Photo depicts track and field Paralympian Kym Crosby lifting a weighted ball.

With the world around him closed, Hightower and his wife, fellow track & field Paralympian Kym Crosby, had to figure out where to go.

“I made the decision to come home [to Northern California],” Crosby said, “which was actually tough because I am not with my husband right now. My husband is actually in Arizona with his family. And we made the tough decision to be away from each other for our training’s sake because it’s easier for me to train here, and easier for him to train where he’s at.”

In his hometown, Phoenix, Arizona, is where Hightower, like other athletes around the country, began to accept that he would have to make the best out of a bad situation for the long haul.

Social Distanced Training

For most athletes, training is done individually, in their homes. And it’s a far cry from what they’re used to.

Hightower’s daily training goes a little bit like this:

– Wake up at 6 a.m. to beat the blistering Phoenix summer heat

– Put in about 4-5 miles of road work a pretty different task for the 100m sprinter

– Use the hills in his neighborhood to work on hand speed training

– Add in some weight training with dumbbells he purchased online as well as a bench his brother had.  

One of the hardest transitions for professional and adaptive collegiate athletes has been the closure of gyms around the country. A training staple for athletes in every sport; gone. And for adaptive athletes, it means the loss of specialized equipment like machines they can roll into for use.

Wheelchair tennis athlete, Jason Keatseangslip bats a tennis ball back toward his opponent, who is not in frame.

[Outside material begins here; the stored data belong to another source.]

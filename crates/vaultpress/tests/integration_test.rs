//! End-to-end builds of small vaults into a site skeleton

use std::collections::HashMap;
use std::fs;
use std::path::Path;
use tempfile::TempDir;
use vaultpress::{BuildConfig, ExportFormat, Settings, create_build_report, run, write_report};

struct Workspace {
    vault: TempDir,
    site: TempDir,
}

impl Workspace {
    fn new(files: &[(&str, &str)]) -> Self {
        let vault = TempDir::new().expect("Failed to create vault dir");
        for (rel, content) in files {
            write(vault.path(), rel, content);
        }

        let site = TempDir::new().expect("Failed to create site dir");
        write(
            site.path(),
            "config.toml",
            "base_url = \"___SITE_URL___\"\ntitle = \"___SITE_TITLE___\"\nslugify = ___SLUGIFY___\n",
        );
        write(
            site.path(),
            "content/_index.md",
            "+++\ntitle = \"___LANDING_TITLE___\"\n+++\n",
        );

        Self { vault, site }
    }

    fn config(&self, local: bool) -> BuildConfig {
        BuildConfig::builder(self.vault.path(), self.site.path())
            .local(local)
            .build()
            .expect("Failed to create build config")
    }

    fn read(&self, rel: &str) -> String {
        fs::read_to_string(self.site.path().join(rel))
            .unwrap_or_else(|e| panic!("Failed to read {}: {}", rel, e))
    }
}

fn write(root: &Path, rel: &str, content: &str) {
    let path = root.join(rel);
    fs::create_dir_all(path.parent().unwrap()).unwrap();
    fs::write(path, content).unwrap();
}

fn settings() -> Settings {
    let mut settings = Settings::new("https://notes.dev", "https://git.dev/notes");
    settings.site_title = "Garden".to_string();
    settings
}

fn sample_vault() -> Workspace {
    Workspace::new(&[
        ("Home.md", "Start at [Intro](Topics/Intro.md).\n"),
        (
            "Topics/Intro.md",
            "---\nmodified: 2024-01-02\n---\nBack [home](../Home.md#top), see ![diagram](Diagram%20One.png)\nand [lost](../../outside.md).\n",
        ),
        ("Topics/Diagram One.png", "PNG"),
        ("Topics/Deep Dive/Notes.md", "Up to [intro](../Intro.md) and [web](https://example.com)\n"),
        (".obsidian/workspace.json", "{}"),
    ])
}

#[test]
fn test_full_build() {
    let ws = sample_vault();
    let summary = run(&ws.config(false), &settings()).expect("Build failed");

    let outcome = &summary.outcome;
    assert_eq!(outcome.pages, 3);
    assert_eq!(outcome.sections, 3);
    assert_eq!(outcome.resources, 1);
    assert_eq!(outcome.broken_links.len(), 1);
    assert_eq!(outcome.broken_links[0].target, "../../outside.md");

    let intro = ws.read("content/docs/topics/intro.md");
    assert!(intro.starts_with("---\ntitle: Intro\n"));
    assert!(intro.contains("<meta property=\"article:modified_time\" content=\"2024-01-02\"/>"));
    assert!(intro.contains("[home](/docs/home#top)"));
    assert!(intro.contains("![diagram](/docs/topics/diagram-one.png)"));
    assert!(intro.contains("[lost](/404)"));
    assert!(!intro.contains("modified: 2024-01-02"));

    let notes = ws.read("content/docs/topics/deep-dive/notes.md");
    assert!(notes.contains("[intro](/docs/topics/intro)"));
    assert!(notes.contains("[web](https://example.com)"));

    assert_eq!(ws.read("content/docs/topics/diagram-one.png"), "PNG");
    let deep_dive = ws.read("content/docs/topics/deep-dive/_index.md");
    assert!(deep_dive.contains("title: Topics/Deep Dive"));
    assert!(deep_dive.contains("weight: 2"));
    assert!(!ws.site.path().join("content/docs/.obsidian").exists());
}

#[test]
fn test_graph_script_payload() {
    let ws = sample_vault();
    run(&ws.config(false), &settings()).expect("Build failed");

    let script = ws.read("static/js/graph_info.js");
    let lines: Vec<_> = script.lines().collect();
    assert_eq!(lines.len(), 3);
    assert_eq!(lines[1], "var graph_is_local=false");
    assert_eq!(lines[2], "var graph_link_replace=false");

    let json = lines[0].strip_prefix("var graph_data=").expect("graph_data prefix");
    let payload: serde_json::Value = serde_json::from_str(json).expect("Invalid graph JSON");

    let nodes = payload["nodes"].as_array().unwrap();
    let urls: Vec<_> = nodes.iter().map(|n| n["url"].as_str().unwrap()).collect();
    assert_eq!(urls, vec!["/docs/home", "/docs/topics/deep-dive/notes", "/docs/topics/intro"]);

    // home-intro and intro-notes; the png link and /404 are not pages
    assert_eq!(payload["edges"].as_array().unwrap().len(), 2);

    // the most linked page is colored
    let intro = &nodes[2];
    assert_eq!(intro["id"], 2);
    assert!(intro["color"].is_string());

    assert_eq!(ws.read("static/js/settings.js"), "var sidebar_collapsed=false");
}

#[test]
fn test_placeholders_substituted() {
    let ws = sample_vault();
    let summary = run(&ws.config(false), &settings()).expect("Build failed");

    assert_eq!(summary.substituted.len(), 2);
    assert_eq!(
        ws.read("config.toml"),
        "base_url = \"https://notes.dev\"\ntitle = \"Garden\"\nslugify = true\n"
    );
    assert!(ws.read("content/_index.md").contains("I love obsidian-zola!"));
}

#[test]
fn test_local_build_keeps_placeholders() {
    let ws = sample_vault();
    let summary = run(&ws.config(true), &settings()).expect("Build failed");

    assert!(summary.substituted.is_empty());
    assert!(ws.read("config.toml").contains("___SITE_URL___"));
    assert!(ws.site.path().join("content/docs/home.md").is_file());
}

#[test]
fn test_settings_from_netlify_file() {
    let ws = sample_vault();
    let file = ws.vault.path().join("netlify.toml");
    fs::write(
        &file,
        "[build]\ncommand = \"zola build\"\n\n[build.environment]\nSITE_URL = \"https://file.dev\"\nREPO_URL = \"https://git.dev/file\"\nSLUGIFY = \"n\"\n",
    )
    .unwrap();

    let env = config::Environment::default().source(Some(HashMap::from([(
        "SITE_URL".to_string(),
        "https://env.dev".to_string(),
    )])));
    let settings = Settings::from_sources(Some(&file), env).expect("Failed to load settings");

    assert_eq!(settings.site_url, "https://env.dev");
    assert_eq!(settings.repo_url, "https://git.dev/file");
    assert!(!settings.slugify);
}

#[test]
fn test_missing_required_setting() {
    let env = config::Environment::default().source(Some(HashMap::from([(
        "SITE_URL".to_string(),
        "https://env.dev".to_string(),
    )])));
    let err = Settings::from_sources(None, env).unwrap_err();
    assert!(err.to_string().contains("REPO_URL"));
}

#[test]
fn test_missing_vault_rejected() {
    let site = TempDir::new().unwrap();
    let result = BuildConfig::builder(site.path().join("nope"), site.path()).build();
    assert!(result.is_err());
}

#[test]
fn test_build_report_written() {
    let ws = sample_vault();
    let config = ws.config(true);
    let summary = run(&config, &settings()).expect("Build failed");
    let report = create_build_report(&config, &summary.outcome);

    let json_path = ws.site.path().join("reports/build.json");
    write_report(&json_path, &report, ExportFormat::Json).expect("Failed to write JSON report");
    let json: serde_json::Value =
        serde_json::from_str(&fs::read_to_string(&json_path).unwrap()).unwrap();
    assert_eq!(json["pages"], 3);
    assert_eq!(json["graph"]["total_links"], 2);
    assert_eq!(json["broken_links"][0]["target"], "../../outside.md");

    let csv_path = ws.site.path().join("reports/build.csv");
    write_report(&csv_path, &report, ExportFormat::Csv).expect("Failed to write CSV report");
    let csv = fs::read_to_string(&csv_path).unwrap();
    assert!(csv.starts_with("timestamp,vault,site,"));
    assert!(csv.contains("\n\nsource_file,target,line,reason\n"));
    assert!(csv.contains("outside.md"));
}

Jason Keatseangslip is a former wheelchair tennis player at the University of Arizona. He has a T11-12 complete spinal cord injury, so it has been hard for him to adapt his workouts to use free weights instead of the adaptive equipment and weight machines at the Disability Resource Center gym on the UArizona campus.

Some athletes in non-contact sports, like wheelchair tennis, have found a way to socially distance and return to in-person practices.

Bryan Barten is the head coach of wheelchair tennis at the University of Arizona. He is also a touring professional on the International Tennis Federation (ITF) circuit, and Paralympian. Just like his players, he is separated from his coach right now. So he has relied on local, Tucson-based hitting partners that he knows are practicing safe social distancing.

“When we play, we’re washing our hands with hand sanitizer,” he said. “We’re trying not to touch the balls. To pick them up with the racket. And obviously you’re staying a long ways away from each other.”

For athletes in contact sports like rugby and basketball, that return to in-person training is harder. You certainly cannot play a socially distanced game of wheelchair rugby.

Bryan Barten, head coach of wheelchair tennis at U of A, plays wheelchair tennis.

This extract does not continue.